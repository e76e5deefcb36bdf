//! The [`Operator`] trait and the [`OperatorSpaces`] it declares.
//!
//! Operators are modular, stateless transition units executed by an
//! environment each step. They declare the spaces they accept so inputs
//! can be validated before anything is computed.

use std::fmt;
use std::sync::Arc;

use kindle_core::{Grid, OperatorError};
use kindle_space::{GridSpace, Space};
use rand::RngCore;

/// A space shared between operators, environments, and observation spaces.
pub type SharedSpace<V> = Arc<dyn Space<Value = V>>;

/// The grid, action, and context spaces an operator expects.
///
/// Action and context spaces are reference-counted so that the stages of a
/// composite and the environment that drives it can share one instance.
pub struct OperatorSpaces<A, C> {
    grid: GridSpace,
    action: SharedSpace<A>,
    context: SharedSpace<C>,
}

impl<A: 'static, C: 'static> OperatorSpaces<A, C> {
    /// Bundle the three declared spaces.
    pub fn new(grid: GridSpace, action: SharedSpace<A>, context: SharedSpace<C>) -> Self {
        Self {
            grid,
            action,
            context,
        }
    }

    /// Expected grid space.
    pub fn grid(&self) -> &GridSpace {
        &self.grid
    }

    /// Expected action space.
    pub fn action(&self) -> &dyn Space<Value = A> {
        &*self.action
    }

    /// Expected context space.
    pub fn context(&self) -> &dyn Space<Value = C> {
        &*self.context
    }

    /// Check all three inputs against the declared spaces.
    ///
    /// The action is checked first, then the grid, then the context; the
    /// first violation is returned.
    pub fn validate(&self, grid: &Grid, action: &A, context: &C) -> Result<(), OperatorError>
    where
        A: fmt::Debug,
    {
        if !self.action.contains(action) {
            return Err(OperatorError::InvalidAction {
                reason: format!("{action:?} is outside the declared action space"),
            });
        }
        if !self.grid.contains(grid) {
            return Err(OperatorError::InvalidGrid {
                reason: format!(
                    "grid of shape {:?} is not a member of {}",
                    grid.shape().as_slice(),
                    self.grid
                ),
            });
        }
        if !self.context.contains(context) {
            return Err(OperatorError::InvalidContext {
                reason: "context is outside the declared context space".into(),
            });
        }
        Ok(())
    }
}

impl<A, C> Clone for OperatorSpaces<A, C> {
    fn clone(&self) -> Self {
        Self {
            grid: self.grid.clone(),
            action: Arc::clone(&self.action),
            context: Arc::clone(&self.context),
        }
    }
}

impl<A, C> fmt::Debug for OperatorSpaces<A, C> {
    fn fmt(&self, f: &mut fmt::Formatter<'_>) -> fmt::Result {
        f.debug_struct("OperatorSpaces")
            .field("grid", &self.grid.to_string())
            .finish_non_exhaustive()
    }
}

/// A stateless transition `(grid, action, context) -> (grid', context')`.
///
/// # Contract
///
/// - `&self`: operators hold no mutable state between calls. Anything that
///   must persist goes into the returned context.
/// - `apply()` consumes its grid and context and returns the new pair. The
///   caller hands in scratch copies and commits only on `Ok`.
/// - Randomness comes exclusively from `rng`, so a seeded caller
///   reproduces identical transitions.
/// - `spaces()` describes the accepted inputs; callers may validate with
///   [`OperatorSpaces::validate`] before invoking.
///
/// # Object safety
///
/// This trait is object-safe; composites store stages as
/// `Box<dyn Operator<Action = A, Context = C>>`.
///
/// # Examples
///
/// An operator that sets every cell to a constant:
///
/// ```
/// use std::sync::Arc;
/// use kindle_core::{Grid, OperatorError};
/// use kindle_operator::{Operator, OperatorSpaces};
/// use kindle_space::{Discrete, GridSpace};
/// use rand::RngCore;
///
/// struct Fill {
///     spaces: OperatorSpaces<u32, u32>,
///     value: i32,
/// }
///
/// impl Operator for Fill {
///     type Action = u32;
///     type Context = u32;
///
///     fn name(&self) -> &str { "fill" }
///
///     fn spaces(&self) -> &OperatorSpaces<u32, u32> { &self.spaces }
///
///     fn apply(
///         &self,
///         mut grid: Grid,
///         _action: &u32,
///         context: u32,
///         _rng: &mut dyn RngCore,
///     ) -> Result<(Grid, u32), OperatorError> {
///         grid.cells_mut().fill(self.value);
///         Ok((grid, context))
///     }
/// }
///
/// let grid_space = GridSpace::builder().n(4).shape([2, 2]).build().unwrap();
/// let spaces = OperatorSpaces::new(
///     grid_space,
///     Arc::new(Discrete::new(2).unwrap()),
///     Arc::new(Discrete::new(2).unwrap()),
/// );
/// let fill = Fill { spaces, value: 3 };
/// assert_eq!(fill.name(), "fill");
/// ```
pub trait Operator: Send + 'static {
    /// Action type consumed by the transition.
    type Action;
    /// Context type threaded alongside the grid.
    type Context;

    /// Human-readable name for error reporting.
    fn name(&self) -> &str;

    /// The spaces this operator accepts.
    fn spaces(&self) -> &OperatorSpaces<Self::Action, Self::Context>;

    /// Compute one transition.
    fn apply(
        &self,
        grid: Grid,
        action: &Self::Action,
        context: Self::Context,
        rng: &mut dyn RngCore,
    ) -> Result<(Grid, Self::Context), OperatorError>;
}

Assigned task:
Please give back exactly the lines of the listing above that run from the one containing "pub fn grid(&self)" through the one containing "calls. Anything that", and only those.

Result of this exercise:
    pub fn grid(&self) -> &GridSpace {
        &self.grid
    }

    /// Expected action space.
    pub fn action(&self) -> &dyn Space<Value = A> {
        &*self.action
    }

    /// Expected context space.
    pub fn context(&self) -> &dyn Space<Value = C> {
        &*self.context
    }

    /// Check all three inputs against the declared spaces.
    ///
    /// The action is checked first, then the grid, then the context; the
    /// first violation is returned.
    pub fn validate(&self, grid: &Grid, action: &A, context: &C) -> Result<(), OperatorError>
    where
        A: fmt::Debug,
    {
        if !self.action.contains(action) {
            return Err(OperatorError::InvalidAction {
                reason: format!("{action:?} is outside the declared action space"),
            });
        }
        if !self.grid.contains(grid) {
            return Err(OperatorError::InvalidGrid {
                reason: format!(
                    "grid of shape {:?} is not a member of {}",
                    grid.shape().as_slice(),
                    self.grid
                ),
            });
        }
        if !self.context.contains(context) {
            return Err(OperatorError::InvalidContext {
                reason: "context is outside the declared context space".into(),
            });
        }
        Ok(())
    }
}

impl<A, C> Clone for OperatorSpaces<A, C> {
    fn clone(&self) -> Self {
        Self {
            grid: self.grid.clone(),
            action: Arc::clone(&self.action),
            context: Arc::clone(&self.context),
        }
    }
}

impl<A, C> fmt::Debug for OperatorSpaces<A, C> {
    fn fmt(&self, f: &mut fmt::Formatter<'_>) -> fmt::Result {
        f.debug_struct("OperatorSpaces")
            .field("grid", &self.grid.to_string())
            .finish_non_exhaustive()
    }
}

/// A stateless transition `(grid, action, context) -> (grid', context')`.
///
/// # Contract
///
/// - `&self`: operators hold no mutable state between calls. Anything that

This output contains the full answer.